§ **Task directions**: Please start at the first line of the records beneath and quote each line exactly, ending with the line containing "family's history format.".

----- Material for this exercise -----

//! Backend selection: a closed set of model families chosen once at startup.

use std::fmt;
use std::str::FromStr;

use async_trait::async_trait;
use tracing::{debug, info};

use daia_core::config::ChatConfig;

use crate::anthropic::AnthropicProvider;
use crate::gemini::GeminiProvider;
use crate::openai::OpenAiProvider;
use crate::pipeline::ChatModel;
use crate::provider::{ChatRequest, LlmProvider, Message, ProviderError};

#[derive(Debug, Clone, Copy, PartialEq, Eq, Hash)]
pub enum BackendKind {
    Gemini,
    OpenAi,
    OpenAiCompatible,
    Anthropic,
}

impl BackendKind {
    pub const ALL: [BackendKind; 4] = [
        BackendKind::Gemini,
        BackendKind::OpenAi,
        BackendKind::OpenAiCompatible,
        BackendKind::Anthropic,
    ];

    pub fn as_str(self) -> &'static str {
        match self {
            BackendKind::Gemini => "gemini",
            BackendKind::OpenAi => "openai",
            BackendKind::OpenAiCompatible => "openai_compatible",
            BackendKind::Anthropic => "anthropic",
        }
    }

    /// Wire label for the assistant role in this family's history format.
    pub fn assistant_label(self) -> &'static str {
        match self {
            BackendKind::Gemini => "model",
            _ => "assistant",
        }
    }

    fn supported_list() -> String {
        Self::ALL
            .iter()
            .map(|k| k.as_str())
            .collect::<Vec<_>>()
            .join(", ")
    }
}

impl fmt::Display for BackendKind {
    fn fmt(&self, f: &mut fmt::Formatter<'_>) -> fmt::Result {
        f.write_str(self.as_str())
    }
}

impl FromStr for BackendKind {
    type Err = ProviderError;

    fn from_str(s: &str) -> Result<Self, Self::Err> {
        let wanted = s.trim().to_ascii_lowercase();
        Self::ALL
            .into_iter()
            .find(|k| k.as_str() == wanted)
            .ok_or_else(|| ProviderError::UnsupportedBackend {
                name: s.to_string(),
                supported: Self::supported_list(),
            })
    }
}

/// Generation parameters shared by every family.
#[derive(Debug, Clone)]
pub struct GenerationSettings {
    pub model: String,
    pub temperature: f32,
    pub max_tokens: u32,
}

/// A configured model backend.
pub enum Backend {
    Gemini(GeminiProvider, GenerationSettings),
    OpenAi(OpenAiProvider, GenerationSettings),
    OpenAiCompatible(OpenAiProvider, GenerationSettings),
    Anthropic(AnthropicProvider, GenerationSettings),
}

impl Backend {
    /// Validate the backend identifier and credentials. Nothing touches the
    /// network here, so a bad config fails before the bot connects.
    pub fn from_config(config: &ChatConfig) -> Result<Self, ProviderError> {
        let kind: BackendKind = config.provider.parse()?;
        let settings = GenerationSettings {
            model: config.model.clone(),
            temperature: config.temperature,
            max_tokens: config.max_tokens,
        };
        let api_key = || {
            config
                .api_key
                .clone()
                .filter(|k| !k.is_empty())
                .ok_or(ProviderError::MissingCredential {
                    backend: kind.as_str(),
                    field: "chat.api_key",
                })
        };

        let backend = match kind {
            BackendKind::Gemini => Backend::Gemini(
                GeminiProvider::new(api_key()?, config.base_url.clone(), config.google_search),
                settings,
            ),
            BackendKind::OpenAi => Backend::OpenAi(
                OpenAiProvider::new(api_key()?, config.base_url.clone()),
                settings,
            ),
            BackendKind::OpenAiCompatible => {
                let base_url = config.base_url.clone().filter(|u| !u.is_empty()).ok_or(
                    ProviderError::MissingCredential {
                        backend: kind.as_str(),
                        field: "chat.base_url",
                    },
                )?;
                Backend::OpenAiCompatible(OpenAiProvider::compatible(api_key()?, base_url), settings)
            }
            BackendKind::Anthropic => Backend::Anthropic(
                AnthropicProvider::new(api_key()?, config.base_url.clone()),
                settings,
            ),
        };

        info!(backend = %kind, model = %config.model, "model backend configured");
        Ok(backend)
    }

    pub fn kind(&self) -> BackendKind {
        match self {
            Backend::Gemini(..) => BackendKind::Gemini,
            Backend::OpenAi(..) => BackendKind::OpenAi,
            Backend::OpenAiCompatible(..) => BackendKind::OpenAiCompatible,
            Backend::Anthropic(..) => BackendKind::Anthropic,
        }
    }

    fn parts(&self) -> (&dyn LlmProvider, &GenerationSettings) {
        match self {
            Backend::Gemini(p, s) => (p as &dyn LlmProvider, s),
            Backend::OpenAi(p, s) | Backend::OpenAiCompatible(p, s) => (p as &dyn LlmProvider, s),
            Backend::Anthropic(p, s) => (p as &dyn LlmProvider, s),
        }
    }
}

/// History first, then the current prompt as the final user turn.
pub fn build_request(
    settings: &GenerationSettings,
    prompt: &str,
    system_prompt: &str,
    history: &[Message],
) -> ChatRequest {
    let mut messages = Vec::with_capacity(history.len() + 1);
    messages.extend_from_slice(history);
    messages.push(Message::user(prompt));

    ChatRequest {
        model: settings.model.clone(),
        system: system_prompt.to_string(),
        messages,
        max_tokens: settings.max_tokens,
        temperature: settings.temperature,
    }
}

#[async_trait]
impl ChatModel for Backend {
    fn label(&self) -> &'static str {
        self.kind().as_str()
    }

    async fn invoke(
        &self,
        prompt: &str,
        system_prompt: &str,
        history: &[Message],
    ) -> Result<String, ProviderError> {
        let (provider, settings) = self.parts();
        let req = build_request(settings, prompt, system_prompt, history);
        let resp = provider.send(&req).await?;
        debug!(
            provider = provider.name(),
            tokens_in = resp.tokens_in,
            tokens_out = resp.tokens_out,
            stop_reason = %resp.stop_reason,
            "model reply received"
        );
        Ok(resp.content)
    }
}

#[cfg(test)]
mod tests {
    use super::*;

    fn chat(provider: &str) -> ChatConfig {
        ChatConfig {
            provider: provider.to_string(),
            api_key: Some("key".into()),
            ..ChatConfig::default()
        }
    }

    #[test]
    fn unsupported_backend_is_a_config_error() {
        let err = Backend::from_config(&chat("palm")).err().unwrap();
        match err {
            ProviderError::UnsupportedBackend { name, supported } => {
                assert_eq!(name, "palm");
                assert!(supported.contains("gemini"));
                assert!(supported.contains("openai_compatible"));
            }
            other => panic!("expected UnsupportedBackend, got {other:?}"),
        }
    }

    #[test]
    fn identifiers_parse_case_insensitively() {
        assert_eq!("Gemini".parse::<BackendKind>().unwrap(), BackendKind::Gemini);
        assert_eq!(
            " openai_compatible ".parse::<BackendKind>().unwrap(),
            BackendKind::OpenAiCompatible
        );
    }

    #[test]
    fn compatible_backend_requires_base_url() {
        let err = Backend::from_config(&chat("openai_compatible")).err().unwrap();
        assert!(matches!(
            err,
            ProviderError::MissingCredential { field: "chat.base_url", .. }
        ));
    }

    #[test]
    fn missing_api_key_is_rejected() {
        let config = ChatConfig {
            provider: "openai".into(),
            ..ChatConfig::default()
        };
        assert!(matches!(
            Backend::from_config(&config),
            Err(ProviderError::MissingCredential { field: "chat.api_key", .. })
        ));
    }

    #[test]
    fn each_family_builds() {
        for kind in BackendKind::ALL {
            let mut config = chat(kind.as_str());
            config.base_url = Some("http://localhost:8080/v1".into());
            let backend = Backend::from_config(&config).unwrap();
            assert_eq!(backend.kind(), kind);
        }
    }

    #[test]
    fn assistant_label_differs_for_gemini() {
        assert_eq!(BackendKind::Gemini.assistant_label(), "model");
        assert_eq!(BackendKind::OpenAi.assistant_label(), "assistant");
    }

    #[test]
    fn request_appends_prompt_after_history() {
        let settings = GenerationSettings {
            model: "m".into(),
            temperature: 1.0,
            max_tokens: 10,
        };
        let history = vec![Message::user("a"), Message::assistant("b")];
        let req = build_request(&settings, "kai: c", "sys", &history);
        assert_eq!(req.messages.len(), 3);
        assert_eq!(req.messages[2], Message::user("kai: c"));
        assert_eq!(req.system, "sys");
    }
}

-----

§ **Answer box**:
//! Backend selection: a closed set of model families chosen once at startup.

use std::fmt;
use std::str::FromStr;

use async_trait::async_trait;
use tracing::{debug, info};

use daia_core::config::ChatConfig;

use crate::anthropic::AnthropicProvider;
use crate::gemini::GeminiProvider;
use crate::openai::OpenAiProvider;
use crate::pipeline::ChatModel;
use crate::provider::{ChatRequest, LlmProvider, Message, ProviderError};

#[derive(Debug, Clone, Copy, PartialEq, Eq, Hash)]
pub enum BackendKind {
    Gemini,
    OpenAi,
    OpenAiCompatible,
    Anthropic,
}

impl BackendKind {
    pub const ALL: [BackendKind; 4] = [
        BackendKind::Gemini,
        BackendKind::OpenAi,
        BackendKind::OpenAiCompatible,
        BackendKind::Anthropic,
    ];

    pub fn as_str(self) -> &'static str {
        match self {
            BackendKind::Gemini => "gemini",
            BackendKind::OpenAi => "openai",
            BackendKind::OpenAiCompatible => "openai_compatible",
            BackendKind::Anthropic => "anthropic",
        }
    }

    /// Wire label for the assistant role in this family's history format.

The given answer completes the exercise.